He has seen this before. As a much younger man in the 1970s, Gallagher helped to organize Chicago residents around predatory “contracts for deed.”
“I was one of Jack’s Scouts,” Gallagher explains, referring to Jack Macnamara, a former Jesuit seminarian who helped co-found the Contract Buyers League in Chicago. The scouts were college students and seminarians who knocked on hundreds of doors to jumpstart the league. Between 1967 and 1977, the league worked to stamp out predatory contract practices through organizing and lawsuits.
“By 1977, we thought the plague was gone,” says Gallagher. Until last year. Like a virulent contagion that was thought eliminated, contracts for deed have resurfaced. This time, however, the perpetrators are not “mom and pop speculators,” as Gallagher calls them, but Wall Street private equity firms.
Gallagher is retired now and lives in Boston, after over two decades working for the Service Employees International Union. But one morning in February 2016, Gallagher got a call from Jack Macnamara in Chicago. “Did you see the story?” Macnamara asked, referring to a front-page article in The New York Times, “Market for Fixer-Uppers Traps Low-Income Buyers.”

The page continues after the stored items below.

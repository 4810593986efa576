//! HTTP middleware stack for storefront.
//!
//! # Middleware Order (bottom to top in Router)
//!
//! 1. Sentry layer (capture errors)
//! 2. `TraceLayer` (request tracing)
//! 3. Request ID (add unique ID to each request)
//! 4. Session layer (tower-sessions with `PostgreSQL` store)
//! 5. Security headers
//! 6. Rate limiting (governor), per route group
//!
//! Extractors: [`RequireAuth`] / [`OptionalAuth`] for the signed-in user,
//! [`Shopper`] for the cart, wishlist, and recently-viewed collections.

pub mod auth;
pub mod client_state;
pub mod rate_limit;
pub mod request_id;
pub mod security_headers;
pub mod session;

pub use auth::{OptionalAuth, RequireAuth, clear_current_user, set_current_user};
pub use client_state::{SharedSessionStorage, Shopper};
pub use rate_limit::{api_rate_limiter, auth_rate_limiter};
pub use request_id::request_id_middleware;
pub use security_headers::security_headers_middleware;
pub use session::{create_session_layer, session_layer};
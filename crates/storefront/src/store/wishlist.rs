//! Wishlist store.

use emerald_core::{Product, ProductId};

use super::{CollectionPolicy, CollectionStore};
use crate::persistence::{KeyValueStore, WISHLIST_KEY};

/// Wishlist behaviour: a set of products, adding an existing id is a no-op.
#[derive(Debug, Clone, Copy)]
pub struct WishlistPolicy;

impl CollectionPolicy for WishlistPolicy {
    type Entry = Product;

    const STORAGE_KEY: &'static str = WISHLIST_KEY;

    fn entry_id(entry: &Product) -> &ProductId {
        &entry.id
    }

    fn add(entries: &mut Vec<Product>, product: &Product) {
        if !entries.iter().any(|entry| entry.id == product.id) {
            entries.push(product.clone());
        }
    }
}

/// Saved-for-later products.
pub type WishlistStore<S> = CollectionStore<WishlistPolicy, S>;

impl<S: KeyValueStore> CollectionStore<WishlistPolicy, S> {
    /// Whether `id` is on the wishlist (drives the heart toggle state).
    #[must_use]
    pub fn is_in_wishlist(&self, id: &ProductId) -> bool {
        self.contains(id)
    }

    /// Add `product` if absent, remove it if present.
    ///
    /// Returns `true` when the product is on the wishlist afterwards.
    pub fn toggle(&mut self, product: &Product) -> bool {
        if self.is_in_wishlist(&product.id) {
            self.remove_item(&product.id);
        } else {
            self.add_item(product);
        }
        self.is_in_wishlist(&product.id)
    }
}

#[cfg(test)]
#[allow(clippy::unwrap_used)]
mod tests {
    use super::*;
    use crate::persistence::{KeyValueStore, MemoryStorage};
    use crate::store::test_support::product;

    #[test]
    fn test_adding_twice_keeps_one_entry() {
        let storage = MemoryStorage::new();
        let mut wishlist = WishlistStore::hydrated(&storage);
        let p2 = product("2", 19_999);

        wishlist.add_item(&p2);
        wishlist.add_item(&p2);

        assert_eq!(wishlist.len(), 1);
        assert!(wishlist.is_in_wishlist(&p2.id));
    }

    #[test]
    fn test_ids_stay_unique_under_mixed_operations() {
        let storage = MemoryStorage::new();
        let mut wishlist = WishlistStore::hydrated(&storage);
        let ids = ["1", "2", "1", "3", "2", "2", "4", "1"];

        for (step, id) in ids.iter().enumerate() {
            if step % 3 == 2 {
                wishlist.remove_item(&ProductId::new(*id));
            } else {
                wishlist.add_item(&product(id, 100));
            }

            let mut seen: Vec<&str> = wishlist.items().iter().map(|p| p.id.as_str()).collect();
            let before = seen.len();
            seen.sort_unstable();
            seen.dedup();
            assert_eq!(seen.len(), before, "duplicate after step {step}");
        }
    }

    #[test]
    fn test_toggle_adds_then_removes() {
        let storage = MemoryStorage::new();
        let mut wishlist = WishlistStore::hydrated(&storage);
        let p = product("5", 3999);

        assert!(wishlist.toggle(&p));
        assert!(wishlist.is_in_wishlist(&p.id));
        assert!(!wishlist.toggle(&p));
        assert!(wishlist.is_empty());
    }

    #[test]
    fn test_stores_full_product_snapshot() {
        let storage = MemoryStorage::new();
        let mut wishlist = WishlistStore::hydrated(&storage);
        let p = product("6", 2999);
        wishlist.add_item(&p);

        let reloaded = WishlistStore::hydrated(&storage);
        assert_eq!(reloaded.items(), std::slice::from_ref(&p));
    }

    #[test]
    fn test_unhydrated_wishlist_reports_nothing() {
        let storage = MemoryStorage::new();
        WishlistStore::hydrated(&storage).add_item(&product("1", 100));

        let wishlist = WishlistStore::new(&storage);
        assert!(!wishlist.is_in_wishlist(&ProductId::new("1")));
    }

    #[test]
    fn test_toggle_after_loading_duplicates_removes_the_product() {
        let storage = MemoryStorage::new();
        let p = product("3", 12_999);
        storage
            .set(
                WISHLIST_KEY,
                &serde_json::to_string(&[p.clone(), p.clone()]).unwrap(),
            )
            .unwrap();
        let mut wishlist = WishlistStore::hydrated(&storage);
        assert_eq!(wishlist.len(), 1);

        assert!(!wishlist.toggle(&p));
        assert!(wishlist.is_empty());
    }
}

In that article, investigative reporters Matthew Goldstein and Alexandra Stevenson described the return of contract-for-deed abuses. “Lured by the dream of homeownership, these seller-financed transactions can become a money trap that ends with a quick eviction by the seller, who can flip the home again.”
On that winter morning, 50 years after the founding of the Contract Buyers League, Macnamara told Gallagher it was time to get the band back together. Their work was not done.